|Publication number||US3933025 A|
|Application number||US 05/466,536|
|Publication date||Jan 20, 1976|
|Filing date||May 3, 1974|
|Priority date||Mar 28, 1974|
|Also published as||DE2513932A1|
|Publication number||05466536, 466536, US 3933025 A, US 3933025A, US-A-3933025, US3933025 A, US3933025A|
|Inventors||Franklin S. Briles|
|Original Assignee||Briles Franklin S|
|Export Citation||BiBTeX, EndNote, RefMan|
|Patent Citations (11), Referenced by (31), Classifications (9)|
|External Links: USPTO, USPTO Assignment, Espacenet|
This application is a continuation-in-part of Ser. No. 455,555 filed Mar. 28, 1974.
This invention relates generally to riveting apparatus and systems, and more particularly concerns riveting equipment facilitating more rapid and efficient riveting with associated substantial reduction in noise levels.
At the present time there are many problems involved in the riveting of panels, as for example in aircraft fabrication. Among these are the requirement for the delivery by a rivet gun of a large number of blows or impacts to the rivet head, in order to gradually upset the rivet shank terminal, a so-called heavy mass or "bucking bar" being held against that terminal to form the upset. Not only is this procedure extremely noisy, but it also produces rapid oscillation of the rivet back and forth in the panel bore during the riveting process, which tends to gall the bore and remove anodizing on the rivet shank due to back and forth frictional contact of the shank with the bore. Further, the impact shock loading or hammering is repeatedly delivered via the rivet head to the work panels, tending to separate them slightly at their interface, and resulting in an undesirably loose riveted connection and/or buckling of one or both panels, in many instances. Additional problems include unwanted flattening and cracking of rivet heads, marring of the panels, so-called clinching of the upset and tipping or cutting of the driven head.
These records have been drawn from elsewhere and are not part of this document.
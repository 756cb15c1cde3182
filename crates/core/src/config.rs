//! Tunable rules for generation, creatures, combat, and the reducer.
//! A `GameConfig` travels inside `GameState` so every transition stays a function of state
//! and action.

use serde::{Deserialize, Serialize};
use thiserror::Error;

pub const DEFAULT_MAP_WIDTH: usize = 40;
pub const DEFAULT_MAP_HEIGHT: usize = 24;
pub const DEFAULT_SIGHT_RADIUS: i32 = 6;
pub const MAX_CRIT_MULTIPLIER: i32 = 10;
pub const MAX_HP_VARIANCE: i32 = 100;

#[derive(Clone, Debug, PartialEq, Eq, Serialize, Deserialize)]
#[serde(default)]
pub struct GenerationConfig {
    pub min_room_size: usize,
    pub max_room_size: usize,
    pub max_rooms: usize,
    pub item_count: usize,
    pub creature_count: usize,
    /// Dungeon depth the level is generated for; drives creature selection.
    pub depth: u32,
}

impl Default for GenerationConfig {
    fn default() -> Self {
        Self {
            min_room_size: 3,
            max_room_size: 8,
            max_rooms: 9,
            item_count: 6,
            creature_count: 5,
            depth: 1,
        }
    }
}

#[derive(Clone, Debug, PartialEq, Eq, Serialize, Deserialize)]
#[serde(default)]
pub struct CreatureConfig {
    /// Maximum random hp added on top of the species template.
    pub hp_variance: i32,
}

impl Default for CreatureConfig {
    fn default() -> Self {
        Self { hp_variance: 2 }
    }
}

#[derive(Clone, Debug, PartialEq, Eq, Serialize, Deserialize)]
#[serde(default)]
pub struct CombatConfig {
    pub hit_chance_percent: u8,
    pub crit_chance_percent: u8,
    pub crit_multiplier: i32,
}

impl CombatConfig {
    pub fn guaranteed_hit() -> Self {
        Self { hit_chance_percent: 100, crit_chance_percent: 0, crit_multiplier: 2 }
    }
}

impl Default for CombatConfig {
    fn default() -> Self {
        Self { hit_chance_percent: 80, crit_chance_percent: 10, crit_multiplier: 2 }
    }
}

#[derive(Clone, Debug, PartialEq, Eq, Serialize, Deserialize)]
#[serde(default)]
pub struct GameConfig {
    pub map_width: usize,
    pub map_height: usize,
    pub generation: GenerationConfig,
    pub creatures: CreatureConfig,
    pub combat: CombatConfig,
    pub sight_radius: i32,
    pub max_depth: u32,
    pub event_log_capacity: usize,
}

impl Default for GameConfig {
    fn default() -> Self {
        Self {
            map_width: DEFAULT_MAP_WIDTH,
            map_height: DEFAULT_MAP_HEIGHT,
            generation: GenerationConfig::default(),
            creatures: CreatureConfig::default(),
            combat: CombatConfig::default(),
            sight_radius: DEFAULT_SIGHT_RADIUS,
            max_depth: 5,
            event_log_capacity: 50,
        }
    }
}

#[derive(Debug, Error)]
pub enum ConfigError {
    #[error("failed to parse config: {0}")]
    Parse(#[from] toml::de::Error),
    #[error("invalid config: {0}")]
    Invalid(String),
}

impl GameConfig {
    pub fn from_toml_str(text: &str) -> Result<Self, ConfigError> {
        let config: GameConfig = toml::from_str(text)?;
        config.validate()?;
        Ok(config)
    }

    pub fn validate(&self) -> Result<(), ConfigError> {
        if self.sight_radius < 0 {
            return Err(ConfigError::Invalid("sight_radius must not be negative".to_string()));
        }
        if self.max_depth == 0 {
            return Err(ConfigError::Invalid("max_depth must be at least 1".to_string()));
        }
        if self.combat.hit_chance_percent > 100 || self.combat.crit_chance_percent > 100 {
            return Err(ConfigError::Invalid("chances are percentages (0-100)".to_string()));
        }
        if !(1..=MAX_CRIT_MULTIPLIER).contains(&self.combat.crit_multiplier) {
            return Err(ConfigError::Invalid(format!(
                "crit_multiplier must be between 1 and {MAX_CRIT_MULTIPLIER}"
            )));
        }
        if !(0..=MAX_HP_VARIANCE).contains(&self.creatures.hp_variance) {
            return Err(ConfigError::Invalid(format!(
                "hp_variance must be between 0 and {MAX_HP_VARIANCE}"
            )));
        }
        Ok(())
    }
}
It is a major object of the invention to provide solutions to the above problems, through the provision of the riveting equipment and system to be described. Basically, certain apparatus applies back-up force to the rivet head tending to keep the rivet in fully inserted position in the work, with the rivet head urged toward the work; and, other apparatus delivers an impact to the protruding rivet shank terminal in a direction to urge the terminal toward the bore in the work, the impact delivered with such high impact velocity as to radially expand and axially shorten the bulk of the terminal, thereby to form an upset engaging the side of the work opposite the head, while the head remains in close adjacency to the work. As will be seen, safety means prevents operation of the gun until the bucking bar is applied to the work. Accordingly, major impact force is not transmitted to the work via the head, but is rather employed to directly form the upset, at such high speed that the rivet head is not undesirably displaced relatively away from the work. As will appear, the upset is preferably formed in response primarily to only a single impact, to reduce the noise levels to a minimum and to virtually eliminate rapid endwise oscillation of the rivet in the work during upset formation. Also, initial force (prior to impact) is exerted of applied against the work opposite sides in order to prevent separation of work panels during upset formation as described.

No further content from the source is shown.